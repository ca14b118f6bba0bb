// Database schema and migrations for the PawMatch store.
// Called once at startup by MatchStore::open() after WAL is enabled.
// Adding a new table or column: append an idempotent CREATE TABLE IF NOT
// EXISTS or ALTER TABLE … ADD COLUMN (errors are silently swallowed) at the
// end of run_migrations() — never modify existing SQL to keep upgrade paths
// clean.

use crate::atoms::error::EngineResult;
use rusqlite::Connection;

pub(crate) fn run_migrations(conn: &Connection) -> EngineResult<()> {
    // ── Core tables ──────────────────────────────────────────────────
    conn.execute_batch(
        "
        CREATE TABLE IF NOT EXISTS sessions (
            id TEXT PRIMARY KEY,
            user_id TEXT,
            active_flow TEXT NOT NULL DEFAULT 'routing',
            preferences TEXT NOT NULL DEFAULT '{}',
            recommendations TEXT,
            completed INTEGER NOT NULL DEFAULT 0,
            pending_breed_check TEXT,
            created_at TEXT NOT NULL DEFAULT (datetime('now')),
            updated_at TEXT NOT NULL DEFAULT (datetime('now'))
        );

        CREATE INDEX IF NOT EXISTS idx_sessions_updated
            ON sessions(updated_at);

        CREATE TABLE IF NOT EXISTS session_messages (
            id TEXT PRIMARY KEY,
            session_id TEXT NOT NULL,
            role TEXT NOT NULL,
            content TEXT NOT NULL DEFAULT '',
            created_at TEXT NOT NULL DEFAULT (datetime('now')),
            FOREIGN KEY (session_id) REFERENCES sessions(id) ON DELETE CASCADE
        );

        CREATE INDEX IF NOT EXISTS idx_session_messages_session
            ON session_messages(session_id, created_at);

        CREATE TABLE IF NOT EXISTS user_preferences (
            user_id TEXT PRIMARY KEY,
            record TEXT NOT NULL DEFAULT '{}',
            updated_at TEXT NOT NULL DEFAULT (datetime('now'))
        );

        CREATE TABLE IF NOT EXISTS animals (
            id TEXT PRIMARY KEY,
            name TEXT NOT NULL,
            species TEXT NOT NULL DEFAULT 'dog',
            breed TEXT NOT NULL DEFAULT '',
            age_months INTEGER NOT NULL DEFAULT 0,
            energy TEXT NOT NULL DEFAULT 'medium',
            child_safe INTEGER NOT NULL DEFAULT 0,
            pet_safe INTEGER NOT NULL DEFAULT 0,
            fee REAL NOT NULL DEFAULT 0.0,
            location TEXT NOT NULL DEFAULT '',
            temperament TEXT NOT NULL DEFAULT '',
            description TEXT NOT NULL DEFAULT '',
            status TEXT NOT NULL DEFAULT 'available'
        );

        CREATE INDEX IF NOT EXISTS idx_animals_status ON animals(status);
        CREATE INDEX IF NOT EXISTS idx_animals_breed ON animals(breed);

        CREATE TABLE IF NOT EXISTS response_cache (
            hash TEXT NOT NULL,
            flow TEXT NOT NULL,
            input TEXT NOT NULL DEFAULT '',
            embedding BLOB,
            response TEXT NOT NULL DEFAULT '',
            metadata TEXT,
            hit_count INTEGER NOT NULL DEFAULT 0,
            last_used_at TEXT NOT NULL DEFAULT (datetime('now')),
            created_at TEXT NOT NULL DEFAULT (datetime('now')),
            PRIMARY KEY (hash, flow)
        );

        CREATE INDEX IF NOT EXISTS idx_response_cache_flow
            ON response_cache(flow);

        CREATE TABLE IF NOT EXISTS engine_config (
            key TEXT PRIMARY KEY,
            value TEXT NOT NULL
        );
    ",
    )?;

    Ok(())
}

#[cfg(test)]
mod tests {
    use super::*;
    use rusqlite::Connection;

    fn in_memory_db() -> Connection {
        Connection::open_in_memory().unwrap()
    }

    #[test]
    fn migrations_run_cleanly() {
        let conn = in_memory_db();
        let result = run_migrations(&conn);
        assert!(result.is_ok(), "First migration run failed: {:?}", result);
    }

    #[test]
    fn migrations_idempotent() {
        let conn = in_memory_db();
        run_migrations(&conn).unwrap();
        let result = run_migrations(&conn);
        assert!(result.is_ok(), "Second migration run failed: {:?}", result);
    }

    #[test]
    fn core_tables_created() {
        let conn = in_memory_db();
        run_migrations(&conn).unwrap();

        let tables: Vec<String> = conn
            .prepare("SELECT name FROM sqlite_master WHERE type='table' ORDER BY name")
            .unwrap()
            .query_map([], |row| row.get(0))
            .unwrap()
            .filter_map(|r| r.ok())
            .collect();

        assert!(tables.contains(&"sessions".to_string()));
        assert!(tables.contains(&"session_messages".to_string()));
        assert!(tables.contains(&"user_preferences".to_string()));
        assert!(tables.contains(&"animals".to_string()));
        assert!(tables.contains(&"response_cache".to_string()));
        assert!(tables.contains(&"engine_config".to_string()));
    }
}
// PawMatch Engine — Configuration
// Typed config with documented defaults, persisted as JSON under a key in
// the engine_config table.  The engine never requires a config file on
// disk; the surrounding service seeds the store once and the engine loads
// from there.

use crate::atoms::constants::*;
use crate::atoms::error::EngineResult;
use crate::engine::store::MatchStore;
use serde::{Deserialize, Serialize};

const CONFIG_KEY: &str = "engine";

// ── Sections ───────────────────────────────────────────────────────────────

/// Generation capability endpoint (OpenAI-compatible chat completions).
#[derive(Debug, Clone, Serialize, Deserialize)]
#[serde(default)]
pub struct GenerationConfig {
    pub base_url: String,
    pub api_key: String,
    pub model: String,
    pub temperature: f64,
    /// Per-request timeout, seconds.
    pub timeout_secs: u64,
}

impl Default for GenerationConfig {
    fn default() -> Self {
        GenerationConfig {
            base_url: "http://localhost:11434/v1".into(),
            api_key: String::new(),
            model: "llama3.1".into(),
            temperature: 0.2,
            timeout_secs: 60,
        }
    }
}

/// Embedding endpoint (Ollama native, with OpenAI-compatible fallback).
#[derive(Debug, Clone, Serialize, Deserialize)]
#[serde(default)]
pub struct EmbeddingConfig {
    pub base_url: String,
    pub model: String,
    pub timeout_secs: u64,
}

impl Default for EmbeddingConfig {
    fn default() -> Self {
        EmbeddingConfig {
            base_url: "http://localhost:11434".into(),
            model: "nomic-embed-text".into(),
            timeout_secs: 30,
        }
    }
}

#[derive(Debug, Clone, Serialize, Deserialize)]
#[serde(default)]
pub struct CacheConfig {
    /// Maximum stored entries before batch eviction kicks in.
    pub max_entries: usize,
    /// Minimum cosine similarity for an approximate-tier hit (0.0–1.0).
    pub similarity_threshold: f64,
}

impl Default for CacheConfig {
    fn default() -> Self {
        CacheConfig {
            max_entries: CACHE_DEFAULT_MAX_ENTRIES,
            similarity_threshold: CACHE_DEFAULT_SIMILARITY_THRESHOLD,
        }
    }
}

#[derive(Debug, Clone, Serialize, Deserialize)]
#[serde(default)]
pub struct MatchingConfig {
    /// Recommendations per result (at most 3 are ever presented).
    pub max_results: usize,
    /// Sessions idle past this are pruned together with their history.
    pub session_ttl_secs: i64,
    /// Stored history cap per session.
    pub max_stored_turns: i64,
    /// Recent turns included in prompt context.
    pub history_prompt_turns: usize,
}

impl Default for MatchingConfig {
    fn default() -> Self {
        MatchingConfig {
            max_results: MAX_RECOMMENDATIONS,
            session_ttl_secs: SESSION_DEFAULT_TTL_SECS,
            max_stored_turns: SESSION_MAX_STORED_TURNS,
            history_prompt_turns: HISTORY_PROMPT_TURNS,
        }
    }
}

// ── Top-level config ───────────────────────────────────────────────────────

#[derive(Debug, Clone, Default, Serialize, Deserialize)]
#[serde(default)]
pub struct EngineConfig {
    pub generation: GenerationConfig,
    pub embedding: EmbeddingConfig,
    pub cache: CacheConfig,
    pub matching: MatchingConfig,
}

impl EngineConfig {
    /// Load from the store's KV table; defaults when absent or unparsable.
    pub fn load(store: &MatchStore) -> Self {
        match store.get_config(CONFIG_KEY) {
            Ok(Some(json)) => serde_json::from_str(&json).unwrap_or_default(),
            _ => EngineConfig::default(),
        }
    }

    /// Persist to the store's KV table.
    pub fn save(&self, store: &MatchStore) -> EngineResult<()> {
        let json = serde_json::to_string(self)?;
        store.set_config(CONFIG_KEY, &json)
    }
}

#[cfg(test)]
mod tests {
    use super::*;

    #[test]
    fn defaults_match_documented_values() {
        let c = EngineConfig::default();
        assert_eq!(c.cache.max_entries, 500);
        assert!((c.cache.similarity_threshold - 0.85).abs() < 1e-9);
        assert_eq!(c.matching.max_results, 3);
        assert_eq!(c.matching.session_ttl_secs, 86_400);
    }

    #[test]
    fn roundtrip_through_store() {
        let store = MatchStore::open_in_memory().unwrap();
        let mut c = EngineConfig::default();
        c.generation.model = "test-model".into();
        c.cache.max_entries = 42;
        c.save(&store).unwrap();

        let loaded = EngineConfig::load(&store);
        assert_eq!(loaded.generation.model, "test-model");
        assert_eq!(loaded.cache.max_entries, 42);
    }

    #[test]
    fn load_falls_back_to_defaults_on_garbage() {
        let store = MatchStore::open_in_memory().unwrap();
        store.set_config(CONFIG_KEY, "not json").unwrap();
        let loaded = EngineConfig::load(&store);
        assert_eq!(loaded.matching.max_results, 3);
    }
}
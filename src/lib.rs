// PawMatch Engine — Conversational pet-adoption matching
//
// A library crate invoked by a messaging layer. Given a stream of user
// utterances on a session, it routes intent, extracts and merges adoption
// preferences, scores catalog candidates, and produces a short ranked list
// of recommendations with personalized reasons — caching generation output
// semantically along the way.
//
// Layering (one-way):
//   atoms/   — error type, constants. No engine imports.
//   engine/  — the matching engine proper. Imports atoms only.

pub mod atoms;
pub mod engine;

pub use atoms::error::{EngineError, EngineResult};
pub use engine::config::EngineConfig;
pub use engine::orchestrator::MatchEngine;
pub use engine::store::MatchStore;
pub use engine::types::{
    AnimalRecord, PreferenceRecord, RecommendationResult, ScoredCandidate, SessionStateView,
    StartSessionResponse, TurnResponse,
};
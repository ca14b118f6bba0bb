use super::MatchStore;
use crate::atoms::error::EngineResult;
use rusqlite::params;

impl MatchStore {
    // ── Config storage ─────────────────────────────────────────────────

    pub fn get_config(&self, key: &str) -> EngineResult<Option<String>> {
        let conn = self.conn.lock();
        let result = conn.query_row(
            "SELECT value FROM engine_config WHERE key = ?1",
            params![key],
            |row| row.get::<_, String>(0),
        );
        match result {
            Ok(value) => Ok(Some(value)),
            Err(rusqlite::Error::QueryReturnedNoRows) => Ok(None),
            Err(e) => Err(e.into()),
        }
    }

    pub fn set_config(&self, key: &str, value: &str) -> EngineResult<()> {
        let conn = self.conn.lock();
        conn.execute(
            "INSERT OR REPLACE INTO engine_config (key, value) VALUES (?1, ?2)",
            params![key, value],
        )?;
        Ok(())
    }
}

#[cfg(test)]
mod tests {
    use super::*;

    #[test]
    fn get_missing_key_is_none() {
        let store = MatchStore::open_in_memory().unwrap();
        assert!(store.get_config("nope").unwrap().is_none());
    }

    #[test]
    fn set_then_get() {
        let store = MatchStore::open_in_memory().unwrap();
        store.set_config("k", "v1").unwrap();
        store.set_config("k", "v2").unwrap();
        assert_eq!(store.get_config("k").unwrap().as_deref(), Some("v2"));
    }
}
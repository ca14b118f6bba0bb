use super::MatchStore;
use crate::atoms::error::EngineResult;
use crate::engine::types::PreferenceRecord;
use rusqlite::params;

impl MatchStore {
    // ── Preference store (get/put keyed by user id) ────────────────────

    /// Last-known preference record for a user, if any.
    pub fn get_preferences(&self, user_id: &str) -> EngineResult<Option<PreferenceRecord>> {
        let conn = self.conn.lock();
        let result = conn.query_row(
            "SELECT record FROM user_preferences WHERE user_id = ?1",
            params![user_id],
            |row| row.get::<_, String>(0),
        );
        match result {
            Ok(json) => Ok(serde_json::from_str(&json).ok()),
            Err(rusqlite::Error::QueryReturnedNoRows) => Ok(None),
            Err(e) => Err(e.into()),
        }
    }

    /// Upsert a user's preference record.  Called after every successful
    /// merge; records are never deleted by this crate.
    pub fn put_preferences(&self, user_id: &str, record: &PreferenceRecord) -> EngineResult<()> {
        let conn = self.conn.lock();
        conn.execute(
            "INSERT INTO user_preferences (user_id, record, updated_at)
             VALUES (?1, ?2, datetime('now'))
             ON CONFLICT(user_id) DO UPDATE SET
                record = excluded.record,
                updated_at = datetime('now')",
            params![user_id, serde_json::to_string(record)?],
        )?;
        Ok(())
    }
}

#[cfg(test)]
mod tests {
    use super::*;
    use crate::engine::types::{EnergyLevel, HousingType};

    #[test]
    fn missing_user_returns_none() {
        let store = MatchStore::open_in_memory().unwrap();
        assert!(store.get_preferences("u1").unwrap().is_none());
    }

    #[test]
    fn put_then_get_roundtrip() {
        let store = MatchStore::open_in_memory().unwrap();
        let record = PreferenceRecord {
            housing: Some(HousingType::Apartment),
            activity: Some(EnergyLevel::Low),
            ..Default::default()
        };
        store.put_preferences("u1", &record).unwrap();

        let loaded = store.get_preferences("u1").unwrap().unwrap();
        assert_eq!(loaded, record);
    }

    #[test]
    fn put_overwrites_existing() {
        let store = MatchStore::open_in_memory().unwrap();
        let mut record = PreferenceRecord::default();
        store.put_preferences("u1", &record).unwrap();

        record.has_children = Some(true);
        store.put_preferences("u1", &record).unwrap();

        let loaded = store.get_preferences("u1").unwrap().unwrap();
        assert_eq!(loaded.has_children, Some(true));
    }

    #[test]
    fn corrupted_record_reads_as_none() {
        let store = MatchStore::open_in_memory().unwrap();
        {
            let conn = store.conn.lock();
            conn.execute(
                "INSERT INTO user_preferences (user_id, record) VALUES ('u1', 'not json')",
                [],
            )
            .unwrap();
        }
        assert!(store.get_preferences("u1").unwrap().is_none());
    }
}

▶ TASK INSTRUCTIONS
Scan the entries above for the line containing "session_id TEXT NOT", and copy it and all lines after it exactly, down to and including the line containing "breed TEXT NOT".

▶ TASK SOLUTION
            session_id TEXT NOT NULL,
            role TEXT NOT NULL,
            content TEXT NOT NULL DEFAULT '',
            created_at TEXT NOT NULL DEFAULT (datetime('now')),
            FOREIGN KEY (session_id) REFERENCES sessions(id) ON DELETE CASCADE
        );

        CREATE INDEX IF NOT EXISTS idx_session_messages_session
            ON session_messages(session_id, created_at);

        CREATE TABLE IF NOT EXISTS user_preferences (
            user_id TEXT PRIMARY KEY,
            record TEXT NOT NULL DEFAULT '{}',
            updated_at TEXT NOT NULL DEFAULT (datetime('now'))
        );

        CREATE TABLE IF NOT EXISTS animals (
            id TEXT PRIMARY KEY,
            name TEXT NOT NULL,
            species TEXT NOT NULL DEFAULT 'dog',
            breed TEXT NOT NULL DEFAULT '',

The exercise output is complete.